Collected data
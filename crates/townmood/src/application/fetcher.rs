//! Content Fetcher
//!
//! Retrieves the currently-popular posts of a resolved board with a bounded
//! comment tree per post. One post's comment failure never aborts the batch;
//! a failure of the listing itself does.

use std::sync::Arc;

use crate::domain::entities::Post;
use crate::domain::errors::DomainError;
use crate::ports::services::ForumReadService;

/// How many popular posts one fetch pulls.
pub const POST_PAGE_SIZE: usize = 10;

/// Top-level comments requested per post.
pub const COMMENT_LIMIT: usize = 5;

/// Reply expansion depth per comment tree.
pub const COMMENT_DEPTH: u32 = 1;

/// Fetches board content for synthesis.
pub struct ContentFetcher {
    forum: Arc<dyn ForumReadService>,
}

impl ContentFetcher {
    pub fn new(forum: Arc<dyn ForumReadService>) -> Self {
        Self { forum }
    }

    /// Fetch the popular posts of a board with their retained comments.
    pub async fn fetch(&self, board: &str) -> Result<Vec<Post>, DomainError> {
        let listings = self
            .forum
            .hot_posts(board, POST_PAGE_SIZE)
            .await
            .map_err(|err| DomainError::ContentRetrieval(err.to_string()))?;

        tracing::info!("📰 Fetched {} posts from r/{}", listings.len(), board);

        let mut posts = Vec::with_capacity(listings.len());
        for listing in listings {
            let post = match self
                .forum
                .top_comments(board, &listing.id, COMMENT_LIMIT, COMMENT_DEPTH)
                .await
            {
                Ok(bodies) => Post::new(listing.title, bodies),
                Err(err) => {
                    tracing::warn!(
                        "⚠️ Comment expansion failed for post {} on r/{}: {}",
                        listing.id,
                        board,
                        err
                    );
                    Post::without_comments(listing.title)
                }
            };
            posts.push(post);
        }

        Ok(posts)
    }
}

#[cfg(test)]
mod tests {
    use super::*;
    use crate::ports::services::PostListing;
    use async_trait::async_trait;
    use std::collections::HashMap;

    struct FakeForum {
        listings: Result<Vec<PostListing>, DomainError>,
        comments: HashMap<String, Result<Vec<String>, DomainError>>,
    }

    #[async_trait]
    impl ForumReadService for FakeForum {
        async fn board_exists(&self, _board: &str) -> Result<bool, DomainError> {
            Ok(true)
        }

        async fn hot_posts(
            &self,
            _board: &str,
            _limit: usize,
        ) -> Result<Vec<PostListing>, DomainError> {
            self.listings.clone()
        }

        async fn top_comments(
            &self,
            _board: &str,
            post_id: &str,
            _limit: usize,
            _depth: u32,
        ) -> Result<Vec<String>, DomainError> {
            self.comments
                .get(post_id)
                .cloned()
                .unwrap_or_else(|| Ok(Vec::new()))
        }
    }

    fn listing(id: &str, title: &str) -> PostListing {
        PostListing {
            id: id.to_string(),
            title: title.to_string(),
        }
    }

    #[tokio::test]
    async fn test_comment_failure_keeps_post_and_continues() {
        let mut comments = HashMap::new();
        comments.insert(
            "a".to_string(),
            Ok(vec!["fine".to_string(), "  ".to_string()]),
        );
        comments.insert(
            "b".to_string(),
            Err(DomainError::Forum("tree unavailable".to_string())),
        );
        comments.insert("c".to_string(), Ok(vec!["also fine".to_string()]));

        let fetcher = ContentFetcher::new(Arc::new(FakeForum {
            listings: Ok(vec![
                listing("a", "first"),
                listing("b", "second"),
                listing("c", "third"),
            ]),
            comments,
        }));

        let posts = fetcher.fetch("austin").await.unwrap();
        assert_eq!(posts.len(), 3);
        assert_eq!(posts[0].comments, vec!["fine"]);
        assert!(posts[1].comments.is_empty());
        assert_eq!(posts[2].comments, vec!["also fine"]);
    }

    #[tokio::test]
    async fn test_listing_failure_propagates() {
        let fetcher = ContentFetcher::new(Arc::new(FakeForum {
            listings: Err(DomainError::Forum("listing down".to_string())),
            comments: HashMap::new(),
        }));

        let err = fetcher.fetch("austin").await.unwrap_err();
        assert!(matches!(err, DomainError::ContentRetrieval(_)));
    }
}
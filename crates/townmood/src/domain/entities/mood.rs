//! MoodResult - The synthesized mood of a community board

use serde::{Deserialize, Serialize};

/// Number of topic slots a mood result always carries.
pub const TOPIC_SLOTS: usize = 3;

/// Placeholder mood when the model produced no usable first line.
pub const MOOD_PLACEHOLDER: &str = "🤷 unknown";

/// Placeholder filling topic slots the model left empty.
pub const TOPIC_PLACEHOLDER: &str = "No headline reported";

/// One mood label (by convention a leading emoji plus one word) and exactly
/// three topic lines. Produced once per resolution, never merged with prior
/// results.
#[derive(Debug, Clone, PartialEq, Eq, Serialize, Deserialize)]
pub struct MoodResult {
    pub mood: String,
    pub topics: Vec<String>,
}

impl MoodResult {
    /// Build a result, padding or truncating topics to exactly
    /// [`TOPIC_SLOTS`] entries.
    pub fn new(mood: impl Into<String>, topics: Vec<String>) -> Self {
        let mood = mood.into();
        let mood = if mood.trim().is_empty() {
            MOOD_PLACEHOLDER.to_string()
        } else {
            mood
        };

        let mut topics: Vec<String> = topics.into_iter().take(TOPIC_SLOTS).collect();
        while topics.len() < TOPIC_SLOTS {
            topics.push(TOPIC_PLACEHOLDER.to_string());
        }

        Self { mood, topics }
    }
}

#[cfg(test)]
mod tests {
    use super::*;

    #[test]
    fn test_pads_missing_topics() {
        let result = MoodResult::new("😊 happy", vec!["Topic A".to_string()]);
        assert_eq!(result.topics.len(), TOPIC_SLOTS);
        assert_eq!(result.topics[0], "Topic A");
        assert_eq!(result.topics[1], TOPIC_PLACEHOLDER);
        assert_eq!(result.topics[2], TOPIC_PLACEHOLDER);
    }

    #[test]
    fn test_blank_mood_falls_back_to_placeholder() {
        let result = MoodResult::new("  ", vec![]);
        assert_eq!(result.mood, MOOD_PLACEHOLDER);
    }

    #[test]
    fn test_extra_topics_are_truncated() {
        let topics: Vec<String> = (0..5).map(|i| format!("t{i}")).collect();
        let result = MoodResult::new("🙂 calm", topics);
        assert_eq!(result.topics, vec!["t0", "t1", "t2"]);
    }
}
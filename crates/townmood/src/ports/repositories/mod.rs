//! Repository Ports
//!
//! Abstract interfaces for remote data access. Everything here is read-only.

mod geo;
mod mood_cache;

pub use geo::*;
pub use mood_cache::*;
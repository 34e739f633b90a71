//! Mood command flow
//!
//! Drives one location input through resolve → fetch → synthesize and holds
//! the presentation state: `Idle → Loading → {Success, Empty, Error}`. The
//! pipeline runs exactly once per distinct normalized location; re-submitting
//! the same input returns the settled state untouched.

use crate::application::fetcher::ContentFetcher;
use crate::application::resolver::{normalize_location, BoardResolver, Resolution};
use crate::application::synthesizer::MoodSynthesizer;
use crate::domain::entities::MoodResult;
use crate::domain::errors::DomainError;

/// Presentation state of the mood command.
#[derive(Debug, Clone, PartialEq, Eq)]
pub enum MoodState {
    Idle,
    Loading,
    Success { board: String, result: MoodResult },
    Empty,
    Error { message: String },
}

/// One mood invocation: pipeline plus its settled state.
pub struct MoodFlow {
    resolver: BoardResolver,
    fetcher: ContentFetcher,
    synthesizer: MoodSynthesizer,
    state: MoodState,
    settled_input: Option<String>,
}

impl MoodFlow {
    pub fn new(
        resolver: BoardResolver,
        fetcher: ContentFetcher,
        synthesizer: MoodSynthesizer,
    ) -> Self {
        Self {
            resolver,
            fetcher,
            synthesizer,
            state: MoodState::Idle,
            settled_input: None,
        }
    }

    pub fn state(&self) -> &MoodState {
        &self.state
    }

    /// Submit a location. An empty input leaves the flow idle; an input the
    /// flow already settled is not re-run.
    pub async fn submit(&mut self, location: &str) -> &MoodState {
        let normalized = normalize_location(location);
        if normalized.is_empty() {
            return &self.state;
        }

        if self.settled_input.as_deref() == Some(normalized.as_str()) {
            return &self.state;
        }

        self.state = MoodState::Loading;
        self.state = match self.run(&normalized).await {
            Ok(Some((board, result))) => MoodState::Success { board, result },
            Ok(None) => MoodState::Empty,
            Err(err) => {
                tracing::error!("❌ Mood pipeline failed: {}", err);
                MoodState::Error {
                    message: err.to_string(),
                }
            }
        };
        self.settled_input = Some(normalized);

        &self.state
    }

    async fn run(&self, location: &str) -> Result<Option<(String, MoodResult)>, DomainError> {
        let board = match self.resolver.resolve(location).await? {
            Resolution::Board(board) => board,
            Resolution::NotFound => return Ok(None),
        };

        let posts = self.fetcher.fetch(&board).await?;
        let result = self.synthesizer.synthesize(&board, &posts).await?;
        Ok(Some((board, result)))
    }
}
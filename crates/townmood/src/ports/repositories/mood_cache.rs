//! Mood Cache Repository Port
//!
//! Read-only access to previously computed moods. The cache table and its
//! write path are owned by the external store.

use async_trait::async_trait;

use crate::domain::{entities::CachedMoodEntry, errors::DomainError};

/// Repository interface for the remote mood cache.
#[async_trait]
pub trait MoodCacheRepository: Send + Sync {
    /// The most recent entries, ordered by creation time descending.
    async fn recent(&self, limit: usize) -> Result<Vec<CachedMoodEntry>, DomainError>;
}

— TO DO —
Search the data for the string "fine" and copy each line where it appears.

— ANSWER AREA —
            Ok(vec!["fine".to_string(), "  ".to_string()]),
        comments.insert("c".to_string(), Ok(vec!["also fine".to_string()]));
        assert_eq!(posts[0].comments, vec!["fine"]);
        assert_eq!(posts[2].comments, vec!["also fine"]);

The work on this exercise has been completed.